▶ [AIM OF THE EXERCISE] Using the listing below, please gather every line containing the word "EntityHit".

________

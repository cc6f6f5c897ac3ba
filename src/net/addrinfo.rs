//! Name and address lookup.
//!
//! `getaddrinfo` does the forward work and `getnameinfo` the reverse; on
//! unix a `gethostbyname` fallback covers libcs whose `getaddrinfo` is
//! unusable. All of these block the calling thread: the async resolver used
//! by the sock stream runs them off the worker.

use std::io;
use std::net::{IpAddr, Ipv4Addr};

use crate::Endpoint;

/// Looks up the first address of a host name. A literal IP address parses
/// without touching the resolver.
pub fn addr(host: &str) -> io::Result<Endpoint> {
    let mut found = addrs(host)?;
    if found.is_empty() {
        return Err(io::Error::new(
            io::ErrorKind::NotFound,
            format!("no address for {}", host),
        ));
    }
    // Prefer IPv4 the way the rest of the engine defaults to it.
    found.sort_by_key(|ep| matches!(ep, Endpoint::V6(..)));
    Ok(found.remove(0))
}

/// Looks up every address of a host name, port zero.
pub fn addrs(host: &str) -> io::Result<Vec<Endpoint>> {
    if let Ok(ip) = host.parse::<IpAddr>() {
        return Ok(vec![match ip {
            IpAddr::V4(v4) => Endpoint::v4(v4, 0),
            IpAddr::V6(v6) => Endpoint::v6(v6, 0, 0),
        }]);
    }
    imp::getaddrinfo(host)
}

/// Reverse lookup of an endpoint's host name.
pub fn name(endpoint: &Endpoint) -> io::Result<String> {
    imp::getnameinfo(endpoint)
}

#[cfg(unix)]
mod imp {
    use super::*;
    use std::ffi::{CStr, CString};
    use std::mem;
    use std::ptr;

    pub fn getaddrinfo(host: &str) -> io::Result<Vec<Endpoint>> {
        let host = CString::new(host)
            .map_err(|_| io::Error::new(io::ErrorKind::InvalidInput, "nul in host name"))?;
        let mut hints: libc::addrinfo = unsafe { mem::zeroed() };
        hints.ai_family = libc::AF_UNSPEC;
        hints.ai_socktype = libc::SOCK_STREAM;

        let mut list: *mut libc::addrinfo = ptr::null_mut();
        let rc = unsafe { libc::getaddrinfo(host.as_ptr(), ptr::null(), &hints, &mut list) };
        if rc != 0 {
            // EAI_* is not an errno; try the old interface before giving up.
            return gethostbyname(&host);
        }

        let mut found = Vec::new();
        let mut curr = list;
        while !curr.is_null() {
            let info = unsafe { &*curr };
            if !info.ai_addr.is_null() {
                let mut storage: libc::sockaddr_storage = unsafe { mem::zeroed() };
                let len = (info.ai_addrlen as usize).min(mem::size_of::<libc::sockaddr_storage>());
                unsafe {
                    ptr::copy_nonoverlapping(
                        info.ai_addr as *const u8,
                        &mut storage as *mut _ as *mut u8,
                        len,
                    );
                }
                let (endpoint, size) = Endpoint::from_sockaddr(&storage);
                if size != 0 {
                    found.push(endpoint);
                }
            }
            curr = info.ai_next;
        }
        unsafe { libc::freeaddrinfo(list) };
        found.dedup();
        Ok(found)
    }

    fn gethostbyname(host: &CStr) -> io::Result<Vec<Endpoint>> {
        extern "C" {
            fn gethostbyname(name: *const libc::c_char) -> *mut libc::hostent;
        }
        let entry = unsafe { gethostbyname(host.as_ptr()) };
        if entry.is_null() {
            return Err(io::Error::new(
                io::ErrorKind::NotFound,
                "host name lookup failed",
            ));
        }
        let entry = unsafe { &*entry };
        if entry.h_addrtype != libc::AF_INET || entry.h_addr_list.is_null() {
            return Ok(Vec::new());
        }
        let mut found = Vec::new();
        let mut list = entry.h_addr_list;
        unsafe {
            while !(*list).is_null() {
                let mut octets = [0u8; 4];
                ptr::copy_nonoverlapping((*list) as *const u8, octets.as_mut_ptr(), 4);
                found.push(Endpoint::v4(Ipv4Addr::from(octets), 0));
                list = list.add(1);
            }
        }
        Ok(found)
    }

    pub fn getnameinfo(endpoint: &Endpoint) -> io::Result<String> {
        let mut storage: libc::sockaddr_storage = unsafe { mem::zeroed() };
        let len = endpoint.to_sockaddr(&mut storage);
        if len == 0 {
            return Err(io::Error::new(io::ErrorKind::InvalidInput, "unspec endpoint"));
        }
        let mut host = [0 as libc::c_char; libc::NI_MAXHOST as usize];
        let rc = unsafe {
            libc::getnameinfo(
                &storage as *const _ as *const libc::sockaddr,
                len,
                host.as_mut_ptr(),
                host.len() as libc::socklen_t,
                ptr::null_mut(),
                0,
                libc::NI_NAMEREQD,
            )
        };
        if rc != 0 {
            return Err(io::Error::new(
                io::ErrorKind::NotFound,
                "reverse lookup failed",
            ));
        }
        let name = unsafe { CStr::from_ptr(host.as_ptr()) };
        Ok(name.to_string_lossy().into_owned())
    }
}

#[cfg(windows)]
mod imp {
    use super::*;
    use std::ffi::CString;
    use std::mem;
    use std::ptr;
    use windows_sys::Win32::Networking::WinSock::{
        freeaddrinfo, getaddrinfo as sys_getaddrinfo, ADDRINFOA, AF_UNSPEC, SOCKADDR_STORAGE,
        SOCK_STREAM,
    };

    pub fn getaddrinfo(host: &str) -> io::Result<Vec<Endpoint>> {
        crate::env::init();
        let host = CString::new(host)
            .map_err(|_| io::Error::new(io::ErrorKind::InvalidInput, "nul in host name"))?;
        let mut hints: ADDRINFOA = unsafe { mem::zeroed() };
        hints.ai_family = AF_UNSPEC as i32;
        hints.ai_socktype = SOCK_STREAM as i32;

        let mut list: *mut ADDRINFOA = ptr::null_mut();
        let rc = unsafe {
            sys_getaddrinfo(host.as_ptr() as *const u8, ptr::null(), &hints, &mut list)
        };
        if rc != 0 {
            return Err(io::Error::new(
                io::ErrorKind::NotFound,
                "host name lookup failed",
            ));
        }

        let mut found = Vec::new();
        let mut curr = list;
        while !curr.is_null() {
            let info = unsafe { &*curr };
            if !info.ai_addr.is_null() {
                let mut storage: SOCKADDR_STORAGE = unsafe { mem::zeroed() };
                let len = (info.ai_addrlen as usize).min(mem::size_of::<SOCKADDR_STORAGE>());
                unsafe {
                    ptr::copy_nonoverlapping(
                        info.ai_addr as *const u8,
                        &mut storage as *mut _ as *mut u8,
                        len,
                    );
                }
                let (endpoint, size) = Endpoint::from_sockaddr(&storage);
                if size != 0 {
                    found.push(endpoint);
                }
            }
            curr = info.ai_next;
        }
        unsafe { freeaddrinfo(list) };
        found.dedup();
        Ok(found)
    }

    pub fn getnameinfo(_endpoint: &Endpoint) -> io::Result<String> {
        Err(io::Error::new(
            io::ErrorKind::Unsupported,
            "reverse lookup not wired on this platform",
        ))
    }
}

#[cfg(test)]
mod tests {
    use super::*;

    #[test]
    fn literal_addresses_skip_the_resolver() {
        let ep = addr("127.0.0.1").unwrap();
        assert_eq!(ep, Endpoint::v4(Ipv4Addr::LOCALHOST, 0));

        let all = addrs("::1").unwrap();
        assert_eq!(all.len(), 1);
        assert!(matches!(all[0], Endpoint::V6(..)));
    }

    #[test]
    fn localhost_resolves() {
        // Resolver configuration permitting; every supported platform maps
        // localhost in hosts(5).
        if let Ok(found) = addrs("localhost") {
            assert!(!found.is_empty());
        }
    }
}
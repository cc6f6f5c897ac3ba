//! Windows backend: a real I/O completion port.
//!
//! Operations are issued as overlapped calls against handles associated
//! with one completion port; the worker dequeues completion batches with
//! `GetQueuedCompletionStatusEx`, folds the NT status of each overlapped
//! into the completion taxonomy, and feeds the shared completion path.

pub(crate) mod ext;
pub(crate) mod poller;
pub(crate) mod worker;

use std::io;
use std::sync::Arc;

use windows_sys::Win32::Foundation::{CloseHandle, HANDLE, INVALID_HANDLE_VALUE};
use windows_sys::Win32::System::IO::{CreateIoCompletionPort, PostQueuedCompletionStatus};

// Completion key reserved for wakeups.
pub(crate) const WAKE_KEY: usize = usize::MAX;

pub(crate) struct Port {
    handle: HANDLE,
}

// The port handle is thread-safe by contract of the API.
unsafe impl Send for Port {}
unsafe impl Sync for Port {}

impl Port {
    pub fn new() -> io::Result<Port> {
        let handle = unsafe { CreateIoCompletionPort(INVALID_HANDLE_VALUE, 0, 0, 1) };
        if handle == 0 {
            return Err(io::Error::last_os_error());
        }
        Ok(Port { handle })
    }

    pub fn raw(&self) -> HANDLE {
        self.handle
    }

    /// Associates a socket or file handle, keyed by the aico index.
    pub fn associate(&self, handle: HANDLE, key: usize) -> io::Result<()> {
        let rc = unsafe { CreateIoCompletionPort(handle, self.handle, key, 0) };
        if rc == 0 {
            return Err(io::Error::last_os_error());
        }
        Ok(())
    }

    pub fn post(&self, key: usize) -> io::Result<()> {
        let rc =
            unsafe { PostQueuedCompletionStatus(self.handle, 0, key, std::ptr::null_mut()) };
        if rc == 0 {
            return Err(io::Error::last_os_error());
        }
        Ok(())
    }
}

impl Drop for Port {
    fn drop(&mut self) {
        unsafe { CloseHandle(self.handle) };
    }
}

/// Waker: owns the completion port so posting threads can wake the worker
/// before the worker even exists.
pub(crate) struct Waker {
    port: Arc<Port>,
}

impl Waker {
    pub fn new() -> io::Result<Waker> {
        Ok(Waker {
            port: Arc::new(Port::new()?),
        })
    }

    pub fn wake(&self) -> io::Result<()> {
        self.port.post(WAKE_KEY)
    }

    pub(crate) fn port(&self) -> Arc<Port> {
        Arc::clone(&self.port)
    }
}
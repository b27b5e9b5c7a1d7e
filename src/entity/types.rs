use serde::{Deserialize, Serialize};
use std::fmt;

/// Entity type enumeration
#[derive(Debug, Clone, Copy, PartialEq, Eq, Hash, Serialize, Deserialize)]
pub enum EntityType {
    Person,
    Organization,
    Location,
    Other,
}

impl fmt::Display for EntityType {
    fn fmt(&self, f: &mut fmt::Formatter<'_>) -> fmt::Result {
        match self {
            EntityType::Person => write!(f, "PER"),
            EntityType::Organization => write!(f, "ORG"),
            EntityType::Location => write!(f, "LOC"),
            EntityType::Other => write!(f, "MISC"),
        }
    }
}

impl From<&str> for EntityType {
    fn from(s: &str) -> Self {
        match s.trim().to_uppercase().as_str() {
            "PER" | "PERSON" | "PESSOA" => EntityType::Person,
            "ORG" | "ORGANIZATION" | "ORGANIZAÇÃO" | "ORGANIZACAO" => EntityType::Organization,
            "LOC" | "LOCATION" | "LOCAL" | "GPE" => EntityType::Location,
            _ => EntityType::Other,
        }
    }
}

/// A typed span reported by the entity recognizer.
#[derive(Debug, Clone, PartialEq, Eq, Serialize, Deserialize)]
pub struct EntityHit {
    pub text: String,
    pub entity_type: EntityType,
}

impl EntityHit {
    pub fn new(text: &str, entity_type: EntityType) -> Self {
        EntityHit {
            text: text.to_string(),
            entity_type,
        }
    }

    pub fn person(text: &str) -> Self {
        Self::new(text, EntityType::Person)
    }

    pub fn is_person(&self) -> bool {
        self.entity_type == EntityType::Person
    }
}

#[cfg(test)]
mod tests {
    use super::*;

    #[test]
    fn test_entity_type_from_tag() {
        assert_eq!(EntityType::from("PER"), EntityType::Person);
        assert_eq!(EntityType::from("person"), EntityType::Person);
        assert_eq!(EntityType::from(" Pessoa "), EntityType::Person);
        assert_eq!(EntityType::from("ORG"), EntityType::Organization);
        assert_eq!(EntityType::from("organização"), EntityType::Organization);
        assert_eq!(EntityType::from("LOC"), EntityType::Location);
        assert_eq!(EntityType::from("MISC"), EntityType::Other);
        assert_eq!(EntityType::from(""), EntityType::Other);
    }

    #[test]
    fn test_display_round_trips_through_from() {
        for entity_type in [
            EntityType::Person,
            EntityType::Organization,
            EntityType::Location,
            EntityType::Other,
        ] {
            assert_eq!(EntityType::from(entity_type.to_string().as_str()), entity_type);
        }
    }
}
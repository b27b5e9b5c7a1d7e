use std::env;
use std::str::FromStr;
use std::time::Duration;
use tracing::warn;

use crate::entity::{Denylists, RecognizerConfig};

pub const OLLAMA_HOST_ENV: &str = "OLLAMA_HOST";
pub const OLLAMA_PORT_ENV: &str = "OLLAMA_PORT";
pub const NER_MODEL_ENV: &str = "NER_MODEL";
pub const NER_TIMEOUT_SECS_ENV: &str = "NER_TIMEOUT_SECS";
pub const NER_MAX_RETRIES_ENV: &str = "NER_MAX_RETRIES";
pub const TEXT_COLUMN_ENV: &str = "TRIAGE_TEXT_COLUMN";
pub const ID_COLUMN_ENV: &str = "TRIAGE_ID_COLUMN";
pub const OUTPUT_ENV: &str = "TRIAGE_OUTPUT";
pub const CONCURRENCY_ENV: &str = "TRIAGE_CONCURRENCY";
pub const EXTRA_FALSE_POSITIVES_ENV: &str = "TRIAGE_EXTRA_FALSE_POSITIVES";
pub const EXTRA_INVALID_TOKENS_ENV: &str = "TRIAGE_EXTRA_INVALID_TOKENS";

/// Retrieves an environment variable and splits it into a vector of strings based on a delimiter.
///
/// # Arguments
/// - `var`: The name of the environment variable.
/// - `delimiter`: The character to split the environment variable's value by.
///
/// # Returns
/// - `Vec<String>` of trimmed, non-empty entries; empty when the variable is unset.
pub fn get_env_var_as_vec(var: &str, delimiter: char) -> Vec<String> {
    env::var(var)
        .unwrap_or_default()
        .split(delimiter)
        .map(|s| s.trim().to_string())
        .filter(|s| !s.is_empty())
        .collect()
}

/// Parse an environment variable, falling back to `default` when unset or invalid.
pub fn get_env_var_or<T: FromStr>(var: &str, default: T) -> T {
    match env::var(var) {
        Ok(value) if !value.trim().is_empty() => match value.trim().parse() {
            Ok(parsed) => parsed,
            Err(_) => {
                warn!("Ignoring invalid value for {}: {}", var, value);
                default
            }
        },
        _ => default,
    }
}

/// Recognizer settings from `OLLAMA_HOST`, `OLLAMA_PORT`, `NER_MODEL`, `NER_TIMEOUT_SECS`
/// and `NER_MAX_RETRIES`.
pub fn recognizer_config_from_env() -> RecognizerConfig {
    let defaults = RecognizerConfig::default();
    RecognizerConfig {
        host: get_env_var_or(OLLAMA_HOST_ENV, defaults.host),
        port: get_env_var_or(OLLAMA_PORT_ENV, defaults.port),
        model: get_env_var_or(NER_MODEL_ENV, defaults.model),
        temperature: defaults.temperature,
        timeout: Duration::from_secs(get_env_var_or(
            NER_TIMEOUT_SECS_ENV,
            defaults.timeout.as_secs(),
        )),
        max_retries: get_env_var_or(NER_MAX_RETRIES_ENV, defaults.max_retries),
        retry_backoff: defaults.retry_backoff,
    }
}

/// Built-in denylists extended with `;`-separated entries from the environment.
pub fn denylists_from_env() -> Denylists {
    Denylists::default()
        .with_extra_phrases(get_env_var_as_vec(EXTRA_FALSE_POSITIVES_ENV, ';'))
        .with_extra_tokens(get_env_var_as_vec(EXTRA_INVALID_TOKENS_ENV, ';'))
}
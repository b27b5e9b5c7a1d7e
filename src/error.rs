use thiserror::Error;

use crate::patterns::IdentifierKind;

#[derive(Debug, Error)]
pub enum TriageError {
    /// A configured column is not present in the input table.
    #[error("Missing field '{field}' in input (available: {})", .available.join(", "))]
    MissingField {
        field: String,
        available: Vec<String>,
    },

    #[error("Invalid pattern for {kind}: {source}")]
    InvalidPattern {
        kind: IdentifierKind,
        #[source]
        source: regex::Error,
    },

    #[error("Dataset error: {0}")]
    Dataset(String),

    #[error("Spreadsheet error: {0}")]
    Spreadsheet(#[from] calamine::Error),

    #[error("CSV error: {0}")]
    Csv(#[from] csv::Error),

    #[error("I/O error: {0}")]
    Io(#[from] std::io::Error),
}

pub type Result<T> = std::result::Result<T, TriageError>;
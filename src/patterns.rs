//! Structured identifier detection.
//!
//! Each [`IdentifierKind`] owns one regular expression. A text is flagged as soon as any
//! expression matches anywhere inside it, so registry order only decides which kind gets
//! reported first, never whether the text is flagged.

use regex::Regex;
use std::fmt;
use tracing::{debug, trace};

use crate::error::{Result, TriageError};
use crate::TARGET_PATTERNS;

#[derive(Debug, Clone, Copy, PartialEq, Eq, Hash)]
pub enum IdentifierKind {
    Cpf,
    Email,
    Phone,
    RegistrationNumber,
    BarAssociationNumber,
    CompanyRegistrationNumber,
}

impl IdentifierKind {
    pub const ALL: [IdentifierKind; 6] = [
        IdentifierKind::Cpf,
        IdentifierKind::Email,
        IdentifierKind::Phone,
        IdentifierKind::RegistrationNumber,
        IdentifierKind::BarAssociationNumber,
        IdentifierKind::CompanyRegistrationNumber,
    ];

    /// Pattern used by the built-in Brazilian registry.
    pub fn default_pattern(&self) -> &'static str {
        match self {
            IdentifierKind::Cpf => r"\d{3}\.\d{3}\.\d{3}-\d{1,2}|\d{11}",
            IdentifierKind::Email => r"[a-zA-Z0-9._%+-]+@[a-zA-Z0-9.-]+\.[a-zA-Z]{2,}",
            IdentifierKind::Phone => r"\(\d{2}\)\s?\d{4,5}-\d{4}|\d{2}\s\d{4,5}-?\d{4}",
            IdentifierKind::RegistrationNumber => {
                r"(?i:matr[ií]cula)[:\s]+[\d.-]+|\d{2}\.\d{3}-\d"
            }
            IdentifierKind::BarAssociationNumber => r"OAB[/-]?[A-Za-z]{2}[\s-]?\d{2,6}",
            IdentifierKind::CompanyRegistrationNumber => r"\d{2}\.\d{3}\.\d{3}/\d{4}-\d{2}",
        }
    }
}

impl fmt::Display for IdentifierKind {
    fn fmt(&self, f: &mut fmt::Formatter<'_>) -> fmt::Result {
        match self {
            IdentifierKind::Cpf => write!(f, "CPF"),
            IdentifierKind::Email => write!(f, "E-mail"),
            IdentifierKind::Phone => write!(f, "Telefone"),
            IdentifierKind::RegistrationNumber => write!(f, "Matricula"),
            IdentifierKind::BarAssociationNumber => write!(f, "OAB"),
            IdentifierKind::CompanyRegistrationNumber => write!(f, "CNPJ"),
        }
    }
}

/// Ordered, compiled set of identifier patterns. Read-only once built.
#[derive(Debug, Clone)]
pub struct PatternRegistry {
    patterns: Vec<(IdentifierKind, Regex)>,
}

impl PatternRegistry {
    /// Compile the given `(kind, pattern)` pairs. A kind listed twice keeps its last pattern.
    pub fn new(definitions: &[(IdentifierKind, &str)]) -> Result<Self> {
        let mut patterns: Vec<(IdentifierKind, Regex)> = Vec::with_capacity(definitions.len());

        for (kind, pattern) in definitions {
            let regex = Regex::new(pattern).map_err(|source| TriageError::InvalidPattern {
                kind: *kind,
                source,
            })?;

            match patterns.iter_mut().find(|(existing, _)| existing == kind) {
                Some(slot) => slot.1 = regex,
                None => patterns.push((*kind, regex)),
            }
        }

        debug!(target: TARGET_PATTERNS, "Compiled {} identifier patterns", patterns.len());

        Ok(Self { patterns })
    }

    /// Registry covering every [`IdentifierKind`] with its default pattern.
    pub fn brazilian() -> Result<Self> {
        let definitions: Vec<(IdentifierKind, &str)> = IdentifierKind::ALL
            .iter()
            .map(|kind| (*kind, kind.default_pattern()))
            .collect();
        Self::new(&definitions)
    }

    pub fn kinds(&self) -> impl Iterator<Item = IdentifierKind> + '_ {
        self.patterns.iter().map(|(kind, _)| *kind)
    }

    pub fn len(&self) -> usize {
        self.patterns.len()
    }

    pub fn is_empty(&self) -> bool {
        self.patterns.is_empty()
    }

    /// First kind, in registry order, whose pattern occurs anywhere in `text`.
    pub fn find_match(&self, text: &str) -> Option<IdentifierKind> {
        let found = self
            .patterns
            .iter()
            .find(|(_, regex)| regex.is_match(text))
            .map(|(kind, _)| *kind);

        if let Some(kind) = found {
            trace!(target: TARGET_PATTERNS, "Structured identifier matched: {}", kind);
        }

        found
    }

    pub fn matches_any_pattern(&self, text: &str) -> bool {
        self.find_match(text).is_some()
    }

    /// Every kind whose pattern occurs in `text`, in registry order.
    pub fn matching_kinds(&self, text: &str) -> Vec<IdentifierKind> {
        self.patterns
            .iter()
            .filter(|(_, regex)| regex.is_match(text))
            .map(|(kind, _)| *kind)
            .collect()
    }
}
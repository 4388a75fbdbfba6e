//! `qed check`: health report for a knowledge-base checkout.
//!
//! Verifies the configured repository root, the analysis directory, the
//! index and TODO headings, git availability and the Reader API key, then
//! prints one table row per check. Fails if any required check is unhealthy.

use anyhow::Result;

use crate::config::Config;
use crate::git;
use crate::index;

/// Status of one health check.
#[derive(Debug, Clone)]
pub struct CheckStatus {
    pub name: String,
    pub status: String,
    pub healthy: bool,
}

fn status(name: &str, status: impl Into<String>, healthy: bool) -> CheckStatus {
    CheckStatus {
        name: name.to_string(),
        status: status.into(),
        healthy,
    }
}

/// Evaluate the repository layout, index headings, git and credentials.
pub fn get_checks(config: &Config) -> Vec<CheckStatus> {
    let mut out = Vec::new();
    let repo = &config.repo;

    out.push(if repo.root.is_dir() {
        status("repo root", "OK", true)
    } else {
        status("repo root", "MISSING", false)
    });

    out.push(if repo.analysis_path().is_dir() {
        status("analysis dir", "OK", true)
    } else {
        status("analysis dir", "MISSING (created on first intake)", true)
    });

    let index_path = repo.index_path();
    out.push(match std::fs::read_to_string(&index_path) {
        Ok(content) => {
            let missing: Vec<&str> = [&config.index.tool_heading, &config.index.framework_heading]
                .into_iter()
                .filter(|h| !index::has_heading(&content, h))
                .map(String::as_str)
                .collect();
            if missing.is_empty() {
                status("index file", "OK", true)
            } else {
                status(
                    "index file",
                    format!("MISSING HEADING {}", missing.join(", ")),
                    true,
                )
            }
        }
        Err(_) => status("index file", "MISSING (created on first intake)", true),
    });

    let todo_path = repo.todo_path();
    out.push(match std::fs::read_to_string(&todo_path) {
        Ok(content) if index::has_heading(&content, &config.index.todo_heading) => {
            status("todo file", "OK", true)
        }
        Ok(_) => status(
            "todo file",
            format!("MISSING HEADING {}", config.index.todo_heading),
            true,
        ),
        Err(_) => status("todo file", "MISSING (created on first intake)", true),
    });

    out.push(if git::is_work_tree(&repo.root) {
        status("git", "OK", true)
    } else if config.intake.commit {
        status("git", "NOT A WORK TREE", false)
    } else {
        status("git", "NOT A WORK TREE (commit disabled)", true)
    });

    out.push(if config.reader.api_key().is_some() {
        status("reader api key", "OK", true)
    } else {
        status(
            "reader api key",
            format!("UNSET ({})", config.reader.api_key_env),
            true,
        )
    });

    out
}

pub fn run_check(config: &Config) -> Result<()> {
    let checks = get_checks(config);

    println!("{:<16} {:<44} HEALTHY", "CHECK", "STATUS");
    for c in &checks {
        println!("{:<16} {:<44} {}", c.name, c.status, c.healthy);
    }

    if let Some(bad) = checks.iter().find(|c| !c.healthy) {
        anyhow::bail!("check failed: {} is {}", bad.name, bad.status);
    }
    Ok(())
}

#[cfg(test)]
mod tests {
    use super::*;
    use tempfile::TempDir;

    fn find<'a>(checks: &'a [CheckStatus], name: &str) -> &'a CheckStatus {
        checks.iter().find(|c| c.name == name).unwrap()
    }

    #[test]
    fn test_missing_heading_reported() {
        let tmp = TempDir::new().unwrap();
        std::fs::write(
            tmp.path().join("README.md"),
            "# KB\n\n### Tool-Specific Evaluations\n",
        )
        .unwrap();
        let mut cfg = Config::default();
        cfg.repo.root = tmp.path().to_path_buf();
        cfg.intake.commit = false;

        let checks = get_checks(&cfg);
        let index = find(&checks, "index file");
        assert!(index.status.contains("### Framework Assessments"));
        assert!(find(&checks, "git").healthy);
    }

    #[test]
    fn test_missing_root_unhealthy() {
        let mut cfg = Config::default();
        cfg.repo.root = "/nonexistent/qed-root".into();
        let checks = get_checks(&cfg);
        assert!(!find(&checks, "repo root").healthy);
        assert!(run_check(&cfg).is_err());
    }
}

________

▶ [RESULT BELOW]
pub struct EntityHit {
impl EntityHit {
        EntityHit {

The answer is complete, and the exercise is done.